* _Directions for this task_: Your response must be made up of each line in the data below that contains the string "clear".

* _Data_:
//! # Least Recently Used (LRU) cache
//!
//! O(1) recency-ordered bounded map: a hash index from key to list slot,
//! and an arena-backed recency list ordered most → least recently used.
//!
//! ## Architecture
//!
//! ```text
//!   ┌──────────────────────────────────────────────────────────────┐
//!   │                        LruCache<K, V>                        │
//!   │                 Mutex<LruCore<K, V>> (one lock)              │
//!   │                              │                               │
//!   │  ┌───────────────────────────▼────────────────────────────┐  │
//!   │  │                     LruCore<K, V>                      │  │
//!   │  │                                                        │  │
//!   │  │  index: FxHashMap<K, SlotId>                           │  │
//!   │  │     k1 ──► id_2      k2 ──► id_0      k3 ──► id_1      │  │
//!   │  │                                                        │  │
//!   │  │  order: IntrusiveList<LruEntry>                        │  │
//!   │  │     front ─► [id_1] ◄──► [id_2] ◄──► [id_0] ◄─ back    │  │
//!   │  │              (MRU)                    (LRU)            │  │
//!   │  │                                        ▲               │  │
//!   │  │                              eviction victim           │  │
//!   │  └────────────────────────────────────────────────────────┘  │
//!   └──────────────────────────────────────────────────────────────┘
//! ```
//!
//! A hit (get, touch, or overwriting put) splices the entry to the front;
//! inserting into a full cache pops the back. Entries live in the list's
//! arena — the index holds non-owning `SlotId` handles, so removal is one
//! unlink plus one map erase, and there is no ownership cycle to leak.
//!
//! | Operation        | Complexity | Notes                              |
//! |------------------|------------|------------------------------------|
//! | `put` / `insert` | O(1)       | may evict the back entry           |
//! | `get`            | O(1)       | splices to front, bumps hit count  |
//! | `peek`           | O(1)       | no reorder                         |
//! | `remove`         | O(1)       | unlink + erase                     |
//!
//! [`LruCore`] is the single-threaded engine; [`LruCache`] wraps it in a
//! `parking_lot::Mutex` and implements [`CachePolicy`] for shared-reference
//! concurrent use.

use std::fmt;
use std::hash::Hash;

use parking_lot::Mutex;
use rustc_hash::FxHashMap;

use crate::ds::intrusive_list::IntrusiveList;
use crate::ds::slot_arena::SlotId;
use crate::traits::{CachePolicy, CoreCache, MutableCache};

#[derive(Debug)]
struct LruEntry<K, V> {
    key: K,
    value: V,
    access_count: u64,
}

/// Single-threaded LRU engine.
///
/// # Example
///
/// ```
/// use tricache::policy::lru::LruCore;
/// use tricache::traits::{CoreCache, MutableCache};
///
/// let mut cache = LruCore::new(2);
/// cache.insert(1, "one");
/// cache.insert(2, "two");
///
/// cache.get(&1);          // 1 becomes most recent
/// cache.insert(3, "three"); // evicts 2
///
/// assert!(cache.contains(&1));
/// assert!(!cache.contains(&2));
/// assert_eq!(cache.remove(&3), Some("three"));
/// ```
pub struct LruCore<K, V>
where
    K: Eq + Hash + Clone,
{
    index: FxHashMap<K, SlotId>,
    /// front = most recently used, back = eviction victim.
    order: IntrusiveList<LruEntry<K, V>>,
    capacity: usize,
}

impl<K, V> LruCore<K, V>
where
    K: Eq + Hash + Clone,
{
    /// Creates an engine holding at most `capacity` entries. Capacity 0
    /// yields a dead cache: every insert is a no-op.
    pub fn new(capacity: usize) -> Self {
        Self {
            index: FxHashMap::with_capacity_and_hasher(capacity, Default::default()),
            order: IntrusiveList::with_capacity(capacity),
            capacity,
        }
    }

    /// Looks up without touching recency order or the hit counter.
    pub fn peek(&self, key: &K) -> Option<&V> {
        let &id = self.index.get(key)?;
        self.order.get(id).map(|entry| &entry.value)
    }

    /// Marks `key` as most recently used without reading its value.
    /// Returns `false` if the key is not resident.
    pub fn touch(&mut self, key: &K) -> bool {
        let Some(&id) = self.index.get(key) else {
            return false;
        };
        self.order.move_to_front(id);
        if let Some(entry) = self.order.get_mut(id) {
            entry.access_count += 1;
        }
        true
    }

    /// Removes and returns the least recently used entry.
    pub fn pop_lru(&mut self) -> Option<(K, V)> {
        let entry = self.order.pop_back()?;
        self.index.remove(&entry.key);
        Some((entry.key, entry.value))
    }

    /// The least recently used entry, without removing it.
    pub fn peek_lru(&self) -> Option<(&K, &V)> {
        self.order.back().map(|entry| (&entry.key, &entry.value))
    }

    /// Number of recorded hits for `key` (1 at insertion, +1 per hit).
    pub fn access_count(&self, key: &K) -> Option<u64> {
        let &id = self.index.get(key)?;
        self.order.get(id).map(|entry| entry.access_count)
    }

    fn evict_lru(&mut self) {
        if let Some(entry) = self.order.pop_back() {
            self.index.remove(&entry.key);
        }
    }

    #[cfg(any(test, debug_assertions))]
    pub fn debug_validate_invariants(&self) {
        assert_eq!(self.index.len(), self.order.len());
        assert!(self.index.len() <= self.capacity);
        self.order.debug_validate_invariants();
        for entry in self.order.iter() {
            assert!(self.index.contains_key(&entry.key));
        }
    }
}

impl<K, V> CoreCache<K, V> for LruCore<K, V>
where
    K: Eq + Hash + Clone,
{
    fn insert(&mut self, key: K, value: V) -> Option<V> {
        if let Some(&id) = self.index.get(&key) {
            self.order.move_to_front(id);
            let entry = self.order.get_mut(id)?;
            entry.access_count += 1;
            return Some(std::mem::replace(&mut entry.value, value));
        }

        if self.capacity == 0 {
            return None;
        }
        if self.index.len() >= self.capacity {
            self.evict_lru();
        }

        let id = self.order.push_front(LruEntry {
            key: key.clone(),
            value,
            access_count: 1,
        });
        self.index.insert(key, id);
        None
    }

    fn get(&mut self, key: &K) -> Option<&V> {
        let &id = self.index.get(key)?;
        self.order.move_to_front(id);
        if let Some(entry) = self.order.get_mut(id) {
            entry.access_count += 1;
        }
        self.order.get(id).map(|entry| &entry.value)
    }

    fn contains(&self, key: &K) -> bool {
        self.index.contains_key(key)
    }

    fn len(&self) -> usize {
        self.index.len()
    }

    fn capacity(&self) -> usize {
        self.capacity
    }

    fn clear(&mut self) {
        self.index.clear();
        self.order.clear();
    }
}

impl<K, V> MutableCache<K, V> for LruCore<K, V>
where
    K: Eq + Hash + Clone,
{
    fn remove(&mut self, key: &K) -> Option<V> {
        let id = self.index.remove(key)?;
        self.order.remove(id).map(|entry| entry.value)
    }
}

impl<K, V> fmt::Debug for LruCore<K, V>
where
    K: Eq + Hash + Clone,
{
    fn fmt(&self, f: &mut fmt::Formatter<'_>) -> fmt::Result {
        f.debug_struct("LruCore")
            .field("len", &self.len())
            .field("capacity", &self.capacity)
            .finish_non_exhaustive()
    }
}

/// Internally synchronised LRU cache.
///
/// One exclusive lock covers the whole engine; operations on one instance
/// are linearisable and callers may share a `&LruCache` across threads.
///
/// # Example
///
/// ```
/// use tricache::policy::lru::LruCache;
/// use tricache::traits::CachePolicy;
///
/// let cache: LruCache<u32, String> = LruCache::new(2);
/// cache.put(1, "a".into());
/// cache.put(2, "b".into());
/// cache.get(&1);                 // refresh 1
/// cache.put(3, "c".into());      // evicts 2
///
/// assert_eq!(cache.get(&1).as_deref(), Some("a"));
/// assert_eq!(cache.get(&2), None);
/// assert_eq!(cache.get(&3).as_deref(), Some("c"));
/// ```
pub struct LruCache<K, V>
where
    K: Eq + Hash + Clone,
{
    inner: Mutex<LruCore<K, V>>,
}

impl<K, V> LruCache<K, V>
where
    K: Eq + Hash + Clone,
    V: Clone,
{
    /// Creates a cache holding at most `capacity` entries.
    pub fn new(capacity: usize) -> Self {
        Self {
            inner: Mutex::new(LruCore::new(capacity)),
        }
    }

    /// Looks up `key`, refreshing its recency. Returns a clone of the
    /// value.
    pub fn get(&self, key: &K) -> Option<V> {
        self.inner.lock().get(key).cloned()
    }

    /// Looks up without touching recency order.
    pub fn peek(&self, key: &K) -> Option<V> {
        self.inner.lock().peek(key).cloned()
    }

    /// Marks `key` as most recently used; `false` if absent.
    pub fn touch(&self, key: &K) -> bool {
        self.inner.lock().touch(key)
    }

    /// Removes `key`, returning its value if it was resident.
    pub fn remove(&self, key: &K) -> Option<V> {
        self.inner.lock().remove(key)
    }

    /// Removes and returns the least recently used entry.
    pub fn pop_lru(&self) -> Option<(K, V)> {
        self.inner.lock().pop_lru()
    }

    /// Presence check; does not affect recency.
    pub fn contains(&self, key: &K) -> bool {
        self.inner.lock().contains(key)
    }

    /// Number of resident entries.
    pub fn len(&self) -> usize {
        self.inner.lock().len()
    }

    /// Returns `true` if no entries are resident.
    pub fn is_empty(&self) -> bool {
        self.inner.lock().is_empty()
    }

    /// Maximum number of resident entries.
    pub fn capacity(&self) -> usize {
        self.inner.lock().capacity()
    }

    /// Drops every entry.
    pub fn clear(&self) {
        self.inner.lock().clear()
    }
}

impl<K, V> CachePolicy<K, V> for LruCache<K, V>
where
    K: Eq + Hash + Clone,
    V: Clone,
{
    fn put(&self, key: K, value: V) {
        self.inner.lock().insert(key, value);
    }

    fn get_to(&self, key: &K, out: &mut V) -> bool {
        let mut core = self.inner.lock();
        match core.get(key) {
            Some(value) => {
                out.clone_from(value);
                true
            },
            None => false,
        }
    }
}

impl<K, V> fmt::Debug for LruCache<K, V>
where
    K: Eq + Hash + Clone,
{
    fn fmt(&self, f: &mut fmt::Formatter<'_>) -> fmt::Result {
        let core = self.inner.lock();
        f.debug_struct("LruCache")
            .field("len", &core.len())
            .field("capacity", &core.capacity())
            .finish_non_exhaustive()
    }
}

* _Output of the task_:
    fn clear(&mut self) {
        self.index.clear();
        self.order.clear();
    pub fn clear(&self) {
        self.inner.lock().clear()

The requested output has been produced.